Also sometimes known as small world graphs. –  Andrew D. King Nov 8 '11 at 20:58

2 Answers 2

up vote 2 down vote accepted

Section IX.3 of "Modern Graph Theory" by Béla Bollobás considers hitting and commute times on a simple undirected graph $G \triangleq (V, E)$ with $\lvert V \rvert = n$ and $\lvert E \rvert = m$. He works with "simple random walks" (SRWs), where the transition probability $P_{xy}$ is $\frac{1}{d(x)}$ if $xy \in E$ and 0 otherwise. He defines $\pi$ to be the stationary distribution $\pi_{x} \triangleq d(x)/2m$ and also fixes an arbitrary distribution $p$ over $X_0$, the starting node of the SRWs under consideration.

On page 311 he defines $S_k(i)$ as the number of times node $i$ is hit in the first $k$ steps of a given SRW. He shows

Theorem 15 We have $\lim_{k \to \infty} \mathrm{E}[S_k(x)/k] = d(x)/2m$, and $(S_k(x)/k)_{x \in V}$ tends to $\mathbf{\pi}$ in probability as $k \to \infty$.

So the answer above is more than an upper bound.
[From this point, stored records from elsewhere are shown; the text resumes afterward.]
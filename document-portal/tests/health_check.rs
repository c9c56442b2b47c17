mod common;

use common::TestApp;

#[tokio::test]
async fn health_check_works() {
    let app = TestApp::spawn_without_gate().await;

    let response = app
        .client
        .get(app.url("/health"))
        .send()
        .await
        .expect("Failed to execute request");

    assert!(response.status().is_success());
    let body: serde_json::Value = response.json().await.unwrap();
    assert_eq!(body["status"], "ok");
    assert_eq!(body["service"], "document-portal");

    app.cleanup().await;
}

#[tokio::test]
async fn readiness_reports_memory_catalog() {
    let app = TestApp::spawn_without_gate().await;

    let response = app.client.get(app.url("/ready")).send().await.unwrap();

    assert_eq!(response.status(), 200);
    let body: serde_json::Value = response.json().await.unwrap();
    assert_eq!(body["catalog"], "memory");

    app.cleanup().await;
}

#[tokio::test]
async fn responses_carry_request_id_and_security_headers() {
    let app = TestApp::spawn_without_gate().await;

    let response = app
        .client
        .get(app.url("/health"))
        .header("x-request-id", "portal-req-1")
        .send()
        .await
        .unwrap();

    assert_eq!(response.headers()["x-request-id"], "portal-req-1");
    assert_eq!(response.headers()["x-frame-options"], "DENY");

    app.cleanup().await;
}
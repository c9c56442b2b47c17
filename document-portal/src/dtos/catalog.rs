use crate::models::{
    Category, CategoryFilter, DocumentRecord, FileType, Section, SessionState,
};
use crate::services::filter::CatalogView;
use serde::{Deserialize, Serialize};

pub const EMPTY_STATE_MESSAGE: &str = "Tidak ada dokumen ditemukan";
pub const LOCKED_MESSAGE: &str = "Masukkan password untuk membuka dokumen internal";

#[derive(Debug, Serialize, Deserialize)]
#[serde(rename_all = "camelCase")]
pub struct DocumentResponse {
    pub id: String,
    pub title: String,
    pub description: String,
    pub category: Category,
    pub file_type: FileType,
    pub section: Section,
    pub thumbnail_url: Option<String>,
    pub download_url: String,
    pub created_at: String,
}

impl From<DocumentRecord> for DocumentResponse {
    fn from(doc: DocumentRecord) -> Self {
        Self {
            id: doc.id,
            title: doc.title,
            description: doc.description,
            category: doc.category,
            file_type: doc.file_type,
            section: doc.section,
            thumbnail_url: doc.thumbnail_url,
            download_url: doc.download_url,
            created_at: doc.created_at.to_rfc3339(),
        }
    }
}

#[derive(Debug, Serialize, Deserialize, PartialEq, Eq)]
#[serde(rename_all = "lowercase")]
pub enum CatalogState {
    Locked,
    Empty,
    Ok,
}

#[derive(Debug, Serialize, Deserialize)]
pub struct CatalogResponse {
    pub state: CatalogState,
    pub documents: Vec<DocumentResponse>,
    #[serde(skip_serializing_if = "Option::is_none")]
    pub message: Option<String>,
}

impl From<CatalogView> for CatalogResponse {
    fn from(view: CatalogView) -> Self {
        match view {
            CatalogView::Locked => Self {
                state: CatalogState::Locked,
                documents: Vec::new(),
                message: Some(LOCKED_MESSAGE.to_string()),
            },
            CatalogView::Empty => Self {
                state: CatalogState::Empty,
                documents: Vec::new(),
                message: Some(EMPTY_STATE_MESSAGE.to_string()),
            },
            CatalogView::Documents(docs) => Self {
                state: CatalogState::Ok,
                documents: docs.into_iter().map(DocumentResponse::from).collect(),
                message: None,
            },
        }
    }
}

#[derive(Debug, Serialize, Deserialize)]
#[serde(rename_all = "camelCase")]
pub struct SessionResponse {
    pub search_term: String,
    pub selected_category: CategoryFilter,
    pub selected_section: Section,
    pub internal_unlocked: bool,
    pub admin_authenticated: bool,
}

impl From<&SessionState> for SessionResponse {
    fn from(state: &SessionState) -> Self {
        Self {
            search_term: state.search_term().to_string(),
            selected_category: state.selected_category(),
            selected_section: state.selected_section(),
            internal_unlocked: state.internal_unlocked(),
            admin_authenticated: state.admin_authenticated(),
        }
    }
}

/// Partial update of the browsing filters; absent fields are left alone.
#[derive(Debug, Default, Deserialize)]
#[serde(rename_all = "camelCase")]
pub struct SessionUpdate {
    pub search_term: Option<String>,
    pub selected_category: Option<CategoryFilter>,
    pub selected_section: Option<Section>,
}

impl SessionUpdate {
    pub fn apply(self, state: &mut SessionState) {
        if let Some(term) = self.search_term {
            state.set_search_term(term);
        }
        if let Some(category) = self.selected_category {
            state.select_category(category);
        }
        if let Some(section) = self.selected_section {
            state.select_section(section);
        }
    }
}

#[derive(Debug, Serialize)]
pub struct CategoriesResponse {
    pub categories: Vec<CategoryFilter>,
    pub sections: Vec<Section>,
}

#[derive(Debug, Default, Deserialize)]
pub struct GateRequest {
    #[serde(default)]
    pub password: String,
}

#[derive(Debug, Serialize, Deserialize)]
pub struct GateResponse {
    pub success: bool,
    pub message: String,
}
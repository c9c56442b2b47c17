use crate::startup::GateState;
use axum::{
    body::Bytes,
    extract::State,
    http::StatusCode,
    response::IntoResponse,
    Json,
};
use metrics::counter;
use secrecy::ExposeSecret;
use serde::{Deserialize, Serialize};
use serde_json::json;
use service_core::utils::secrets_match;

pub const ACCESS_GRANTED: &str = "Akses diberikan";
pub const WRONG_PASSWORD: &str = "Password salah";

#[derive(Debug, Default, Deserialize)]
pub struct CheckPasswordRequest {
    #[serde(default)]
    pub password: String,
}

#[derive(Debug, Serialize, Deserialize)]
pub struct CheckPasswordResponse {
    pub success: bool,
    pub message: String,
}

/// Compares the submitted password with the configured internal secret.
///
/// A body that is missing, not JSON, or lacks `password` is treated as a
/// wrong password rather than a client error, so callers only ever see the
/// 200/401 verdicts.
pub async fn check_password(State(state): State<GateState>, body: Bytes) -> impl IntoResponse {
    let request: CheckPasswordRequest = serde_json::from_slice(&body).unwrap_or_default();

    if secrets_match(state.internal_password.expose_secret(), &request.password) {
        counter!("gate_checks_total", "outcome" => "granted").increment(1);
        tracing::info!("Internal access granted");
        (
            StatusCode::OK,
            Json(CheckPasswordResponse {
                success: true,
                message: ACCESS_GRANTED.to_string(),
            }),
        )
    } else {
        counter!("gate_checks_total", "outcome" => "denied").increment(1);
        tracing::info!("Internal access denied");
        (
            StatusCode::UNAUTHORIZED,
            Json(CheckPasswordResponse {
                success: false,
                message: WRONG_PASSWORD.to_string(),
            }),
        )
    }
}

pub async fn method_not_allowed() -> impl IntoResponse {
    (
        StatusCode::METHOD_NOT_ALLOWED,
        Json(json!({ "message": "Method not allowed" })),
    )
}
If we consider fixing the starting node $x_0$, then a natural question to ask is how quickly $(S_k(x)/k)_{x \in V}$ tends to the stationary distribution (how quickly you get "lost"). That notion is captured by the mixing time of the SRWs on $G$, discussed in section IX.4 of the same book. It's defined in terms of $\lVert p_t - \pi \rVert$, where $p_t$ is the distribution over $V$ of $x_t$, the node hit on step $t$. It turns out the mixing rate can be calculated in terms of the eigenvalues of the transition matrix $P$. If $\lambda_1 \geq \lambda_2 \geq \dots \lambda_n$ are the eigenvalues of $P$, then the mixing rate is $\max(\lambda_2, \lvert \lambda_n \rvert)$.

With respect to scale-free graphs, a reasonable approach would be to understand their spectra then work out what value of $k$ you want to guarantee you'll stop your walks before getting too lost. I don't know whether that's easy, hard, or done.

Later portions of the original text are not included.